Mais la guerre de Poutine contre l’Ukraine ne ressemble pas au conflit des Balkans, où aucune armée « étrangère » n’était intervenue pour s’emparer de l’ex-Yougoslavie. La Russie qui était alors dirigée par Boris Eltsine apportait un soutien conditionnel aux Serbes, et elle ne souhaitait pas plus que les nations européennes recréer les conditions d’une guerre qui pourrait embraser tout le continent.
Ces guerres étaient loin de nous et soigneusement limitées dans l’espace, nous les tenions à distance pour continuer à vivre dans un univers protégé. Les militaires français en particulier étaient tenus de se taire, de taire leurs engagements dont la société ne voulait pas entendre parler et ils obéissaient, pour ne pas perturber nos illusions rassurantes d’une paix perpétuelle dans notre horizon limité.

En cela, la guerre en Ukraine constitue un véritable choc, elle provoque et nourrit désormais un profond malaise, comme si nous n’avions pas eu de signaux précurseurs de la menace que représentait un dictateur comme Vladimir Poutine. De la Tchétchénie à la Syrie, de l’assassinat de ses opposants à la guerre en Géorgie, nous avons continué à le considérer comme un interlocuteur normal de notre société.
Certains hommes et femmes politiques en faisaient même une référence, de Marine Le Pen à François Fillon en passant par Jean-Luc Mélenchon (je ne cite pas Z., la figure médiatique de « l’empire » Bolloré qui n’a jamais été un homme politique).

Que faire maintenant avec ce monstre dont l’armée est défiée par les Ukrainiens, mais qui possède des possibilités de destruction massive avec ses armes chimiques et nucléaires, avec ses mensonges inouïes et sa totale absence de retenue ?

Lire aussi : Ukraine, la guerre et maintenant…

Intervenir pour faire cesser les massacres quotidiens en Ukraine ? Ce serait déclencher une troisième guerre mondiale, en tout cas européenne…

Faut-il alors se résigner pour éviter à tout prix cette confrontation ? Cette question hanta la génération de nos grands-parents quand ils tardèrent à éliminer Hitler. Mais l’arme nucléaire a modifié le « cours des choses » ou plutôt le cours de notre histoire militaire. Nous avons cru que le « parapluie nucléaire » nous protégeait de la guerre et que nos interventions militaires pouvaient se limiter à des engagements discrets au-delà de nos frontières.

Pourtant, livrer des armes et laisser rentrer des volontaires pour se battre aux côtés des Ukrainiens constituent déjà une forme d’engagement.

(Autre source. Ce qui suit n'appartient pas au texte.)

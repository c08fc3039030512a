//! Notification Aggregator
//!
//! Ordered, deduplicated collection of notifications pushed to the subject's
//! private room. Every present entry counts as unread; only [`clear`] lowers
//! the count.
//!
//! [`clear`]: NotificationAggregator::clear

use parking_lot::Mutex;
use std::collections::{HashSet, VecDeque};
use std::sync::Arc;
use tokio::sync::watch;

use crate::channel::{ChannelHandle, Subscription};
use crate::prelude::*;
use vibely_types::event::{EventKind, PushEvent};
use vibely_types::model::Notification;

/// Deduplication key of an entry
#[derive(Debug, Clone, PartialEq, Eq, Hash)]
pub enum NotificationKey {
	/// Id supplied by the server
	Id(Box<str>),
	/// Fallback for notifications without an id, from the arrival sequence
	Arrival(u64),
}

#[derive(Debug, Clone, PartialEq, Eq)]
pub struct NotificationEntry {
	pub key: NotificationKey,
	/// Arrival sequence number
	pub seq: u64,
	pub notification: Notification,
}

#[derive(Debug, Default)]
struct Inner {
	/// Newest first
	entries: VecDeque<NotificationEntry>,
	ids: HashSet<Box<str>>,
	next_seq: u64,
}

#[derive(Debug)]
pub struct NotificationAggregator {
	inner: Mutex<Inner>,
	revision: watch::Sender<u64>,
}

impl Default for NotificationAggregator {
	fn default() -> Self {
		Self::new()
	}
}

impl NotificationAggregator {
	pub fn new() -> Self {
		let (revision, _) = watch::channel(0);
		Self { inner: Mutex::new(Inner::default()), revision }
	}

	/// Prepend a notification unless one with the same id is present
	///
	/// Returns whether the collection changed.
	pub fn ingest(&self, notification: Notification) -> bool {
		{
			let mut inner = self.inner.lock();
			let seq = inner.next_seq;
			inner.next_seq += 1;

			let key = match notification.id.as_deref() {
				Some(id) if !id.is_empty() => {
					if !inner.ids.insert(id.into()) {
						debug!(id, "Duplicate notification ignored");
						return false;
					}
					NotificationKey::Id(id.into())
				}
				_ => NotificationKey::Arrival(seq),
			};
			debug!(?key, "Notification received");
			inner.entries.push_front(NotificationEntry { key, seq, notification });
		}
		self.bump();
		true
	}

	/// Drop every entry
	pub fn clear(&self) {
		let cleared = {
			let mut inner = self.inner.lock();
			let cleared = !inner.entries.is_empty();
			inner.entries.clear();
			inner.ids.clear();
			cleared
		};
		if cleared {
			self.bump();
		}
	}

	/// Number of unread (present) notifications
	pub fn count(&self) -> usize {
		self.inner.lock().entries.len()
	}

	pub fn is_empty(&self) -> bool {
		self.count() == 0
	}

	/// Entries, newest first
	pub fn list(&self) -> Vec<NotificationEntry> {
		self.inner.lock().entries.iter().cloned().collect()
	}

	/// Observe changes; the value is a revision counter
	pub fn watch(&self) -> watch::Receiver<u64> {
		self.revision.subscribe()
	}

	/// Feed `notification` events of a channel into this aggregator
	pub fn attach(self: &Arc<Self>, channel: &ChannelHandle) -> Subscription {
		let aggregator = Arc::downgrade(self);
		channel.on(EventKind::Notification, move |event| {
			if let (Some(aggregator), PushEvent::Notification(n)) = (aggregator.upgrade(), event) {
				aggregator.ingest(n.clone());
			}
		})
	}

	fn bump(&self) {
		self.revision.send_modify(|rev| *rev += 1);
	}
}


// vim: ts=4
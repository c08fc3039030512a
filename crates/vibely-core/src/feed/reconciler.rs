//! Feed Reconciler
//!
//! Fans `item-*` events of the channel out to every open view. Each view
//! applies each event independently; views share no mutable state.

use parking_lot::{Mutex, RwLock};
use std::collections::HashMap;
use std::sync::atomic::{AtomicBool, AtomicU64, Ordering};
use std::sync::{Arc, Weak};
use tokio::sync::watch;

use super::view::{Applied, FeedView, ViewScope};
use crate::channel::{ChannelHandle, Subscription};
use crate::prelude::*;
use vibely_types::event::{EventKind, PushEvent};

/// A view shared between its controller and the reconciler
#[derive(Debug)]
pub struct SharedView {
	view: Mutex<FeedView>,
	changes: watch::Sender<u64>,
	/// Set under the view lock, pushed events are ignored afterwards
	closed: AtomicBool,
}

impl SharedView {
	pub fn new(scope: ViewScope) -> Arc<Self> {
		let (changes, _) = watch::channel(0);
		Arc::new(Self {
			view: Mutex::new(FeedView::new(scope)),
			changes,
			closed: AtomicBool::new(false),
		})
	}

	/// Read the view
	pub fn with<R>(&self, f: impl FnOnce(&FeedView) -> R) -> R {
		f(&*self.view.lock())
	}

	/// Mutate the view, notifying watchers if it changed
	pub fn update<R>(&self, f: impl FnOnce(&mut FeedView) -> R) -> R {
		let (res, revision, changed) = {
			let mut view = self.view.lock();
			let before = view.revision();
			let res = f(&mut *view);
			(res, view.revision(), view.revision() != before)
		};
		if changed {
			self.changes.send_replace(revision);
		}
		res
	}

	pub fn apply(&self, event: &PushEvent) -> Applied {
		self.update(|view| if self.is_closed() { Applied::Ignored } else { view.apply(event) })
	}

	/// Stop accepting pushed events, running `on_close` under the view lock
	pub fn close_with(&self, on_close: impl FnOnce()) {
		let _view = self.view.lock();
		self.closed.store(true, Ordering::Release);
		on_close();
	}

	pub fn is_closed(&self) -> bool {
		self.closed.load(Ordering::Acquire)
	}

	/// Observe changes; the value is the view revision
	pub fn watch(&self) -> watch::Receiver<u64> {
		self.changes.subscribe()
	}
}

#[derive(Debug, Default)]
struct ViewRegistry {
	next_id: AtomicU64,
	views: RwLock<HashMap<u64, Arc<SharedView>>>,
}

impl ViewRegistry {
	fn apply(&self, event: &PushEvent) -> usize {
		let views: Vec<Arc<SharedView>> = self.views.read().values().cloned().collect();
		let mut changed = 0;
		for view in views {
			match view.apply(event) {
				Applied::NotReady => {
					debug!(kind = %event.kind(), scope = %view.with(|v| v.scope().clone()), "Event dropped, view not ready");
				}
				applied if applied.changed() => changed += 1,
				_ => {}
			}
		}
		changed
	}
}

/// Keeps a view registered while alive
#[must_use = "dropping a ViewRegistration deregisters the view"]
#[derive(Debug)]
pub struct ViewRegistration {
	registry: Weak<ViewRegistry>,
	id: u64,
}

impl Drop for ViewRegistration {
	fn drop(&mut self) {
		if let Some(registry) = self.registry.upgrade() {
			registry.views.write().remove(&self.id);
		}
	}
}

#[derive(Debug, Default)]
pub struct FeedReconciler {
	views: Arc<ViewRegistry>,
	subscriptions: Mutex<Vec<Subscription>>,
}

impl FeedReconciler {
	pub fn new() -> Self {
		Self::default()
	}

	/// Create a reconciler listening to the feed events of `channel`
	pub fn attached(channel: &ChannelHandle) -> Self {
		let reconciler = Self::new();
		reconciler.attach(channel);
		reconciler
	}

	/// Listen to the feed events of a channel
	pub fn attach(&self, channel: &ChannelHandle) {
		let mut subscriptions = self.subscriptions.lock();
		for kind in [EventKind::ItemCreated, EventKind::ItemUpdated, EventKind::ItemDeleted] {
			let views = Arc::downgrade(&self.views);
			subscriptions.push(channel.on(kind, move |event| {
				if let Some(views) = views.upgrade() {
					views.apply(event);
				}
			}));
		}
	}

	/// Stop listening to every attached channel
	pub fn detach(&self) {
		self.subscriptions.lock().clear();
	}

	pub fn register(&self, view: Arc<SharedView>) -> ViewRegistration {
		let id = self.views.next_id.fetch_add(1, Ordering::Relaxed);
		self.views.views.write().insert(id, view);
		ViewRegistration { registry: Arc::downgrade(&self.views), id }
	}

	/// Apply an event to every registered view, returns the number of views changed
	pub fn apply(&self, event: &PushEvent) -> usize {
		self.views.apply(event)
	}

	pub fn view_count(&self) -> usize {
		self.views.views.read().len()
	}
}

#[cfg(test)]
mod tests {
	use super::*;
	use vibely_types::model::{AuthorSummary, Post};

	fn post(id: &str, author: &str) -> Post {
		Post::new(id, AuthorSummary::new(author))
	}

	fn ready_view(scope: ViewScope, items: Vec<Post>) -> Arc<SharedView> {
		let view = SharedView::new(scope);
		view.update(|v| {
			let seq = v.begin_load();
			v.complete_load(seq, items)
		});
		view
	}

	fn ids(view: &SharedView) -> Vec<String> {
		view.with(|v| v.items().iter().map(|p| p.id.to_string()).collect())
	}

	#[test]
	fn test_views_apply_independently() {
		let reconciler = FeedReconciler::new();
		let global = ready_view(ViewScope::Global, vec![post("p1", "u1")]);
		let author = ready_view(ViewScope::Author("u2".into()), vec![]);
		let _g = reconciler.register(global.clone());
		let _a = reconciler.register(author.clone());

		assert_eq!(reconciler.apply(&PushEvent::ItemCreated(post("p2", "u1"))), 1);
		assert_eq!(reconciler.apply(&PushEvent::ItemCreated(post("p3", "u2"))), 2);

		assert_eq!(ids(&global), vec!["p3", "p2", "p1"]);
		assert_eq!(ids(&author), vec!["p3"]);
	}

	#[test]
	fn test_dropping_registration_deregisters() {
		let reconciler = FeedReconciler::new();
		let view = ready_view(ViewScope::Global, vec![]);
		let registration = reconciler.register(view.clone());
		assert_eq!(reconciler.view_count(), 1);

		drop(registration);
		assert_eq!(reconciler.view_count(), 0);
		assert_eq!(reconciler.apply(&PushEvent::ItemCreated(post("p1", "u1"))), 0);
		assert!(ids(&view).is_empty());
	}

	#[test]
	fn test_closed_view_ignores_events_while_still_registered() {
		let reconciler = FeedReconciler::new();
		let view = ready_view(ViewScope::Global, vec![post("p1", "u1")]);
		let _registration = reconciler.register(view.clone());

		view.close_with(|| ());
		assert!(view.is_closed());
		assert_eq!(reconciler.view_count(), 1);

		assert_eq!(reconciler.apply(&PushEvent::ItemCreated(post("p2", "u1"))), 0);
		assert_eq!(reconciler.apply(&PushEvent::ItemDeleted { id: "p1".into() }), 0);
		assert_eq!(ids(&view), vec!["p1"]);
	}

	#[test]
	fn test_watch_sees_changes_only() {
		let view = ready_view(ViewScope::Global, vec![post("p1", "u1")]);
		let rx = view.watch();
		let before = *rx.borrow();

		view.apply(&PushEvent::ItemDeleted { id: "p9".into() });
		assert_eq!(*rx.borrow(), before);

		view.apply(&PushEvent::ItemDeleted { id: "p1".into() });
		assert!(*rx.borrow() > before);
	}
}

// vim: ts=4
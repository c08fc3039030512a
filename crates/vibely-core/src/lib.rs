//! Real-time synchronization core of the Vibely client.
//!
//! The core keeps a locally consistent view of the social feed and the
//! notification stream while a push channel delivers events concurrently
//! with on-demand pull requests:
//!
//! - [`channel::ChannelHandle`] wraps one logical push connection
//! - [`session::SessionBinding`] connects, subscribes and tears down the
//!   channel as the authenticated identity changes
//! - [`notification::NotificationAggregator`] deduplicates pushed notifications
//! - [`feed::FeedReconciler`] fans feed events out to every open view
//! - [`feed::ViewController`] and [`feed::ProfileController`] own the
//!   snapshot-loaded collections and apply confirmed action results

#![deny(clippy::unwrap_used, clippy::expect_used, clippy::panic)]
#![forbid(unsafe_code)]

pub mod channel;
pub mod config;
pub mod feed;
pub mod notification;
pub mod prelude;
pub mod session;

pub use channel::{ChannelHandle, ChannelState, ChannelStatus, Subscription};
pub use config::ClientConfig;
pub use feed::{FeedReconciler, ProfileController, ViewController, ViewScope, ViewState};
pub use notification::NotificationAggregator;
pub use session::SessionBinding;

// vim: ts=4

D’ailleurs, lorsque Poutine fait bombarder une base militaire près de la frontière polonaise, c’est bien pour lancer un avertissement à ceux qui veulent alimenter la résistance et le contrer, sans s’engager directement auprès de ces Ukrainiens qui commettent à ses yeux un « crime », celui de lui résister.

Cette guerre nous surprend et nous inquiète

Nous découvrons maintenant que l’armée russe n’est pas aussi puissante que nous le croyions, mais elle est plus meurtrière que jamais. Alors que Poutine affirmait vouloir détruire les « infrastructures militaires » de l’Ukraine, son armée s’attaque en réalité aux populations civiles et à tout ce qui apparaît de plus vulnérable dans nos sociétés : habitations, hôpitaux, écoles, centres commerciaux, centrales électriques, adduction d’eau, théâtres…

Rien n’échappe à la violence de ces bombardements. Mais ils ne visent pas en réalité des lieux déterminés : ces cibles traduisent plutôt l’incapacité de l’armée russe à faire autrement qu’une boucherie, car c’est une broyeuse que Poutine a lancé contre l’Ukraine : elle doit à tout prix fermer les yeux sur ce qu’elle détruit en avançant.

Dans ces conditions, il est totalement illusoire d’écouter les arguments de l’appareil de propagande dont Poutine s’est doté pour camoufler sa violence : lorsqu’il dénonce les « violations du droit humanitaire par les Ukrainiens » ou qu’il prétend « envisager un retrait partiel », il se moque définitivement de nous.

Et il en est de même de nos « préoccupations humanitaires » que nous croyons discuter avec un dictateur, alors qu’il n’en a cure et continue inexorablement à détruire sous nos yeux, tout en affirmant « libérer » ses victimes.

Quant aux pourparlers de paix qu’il entretiendrait avec les Ukrainiens, ils permettent seulement de négocier quelques échanges de prisonniers, mais sans apporter aucun répit aux bombardements hallucinants des populations. Ce sont des faux-semblants qu’il faut se garder de considérer comme rassurants, simplement un peu plus de temps pour alimenter son offensive qui s’est enlisée.

La mobilisation des médias et de l’Europe, la résistance des Ukrainiens

Nous pouvions craindre que nos médias se détournent progressivement de la guerre que mène Poutine en Ukraine, et qu’ils reprennent un fil d’actualité abîmé déjà par une longue et ennuyeuse crise sanitaire, qu’un pouvoir immature avait d’ailleurs qualifiée de guerre.
Mais les journalistes et les rédactions couvrent avec une rare détermination cette succession d’événements odieux. Ils réalisent un formidable travail en nous empêchant de sombrer dans l’indifférence, tandis que Poutine a éteint définitivement toute liberté d’expression dans sa sphère, interdisant désormais l’information telle que nous l’entendons.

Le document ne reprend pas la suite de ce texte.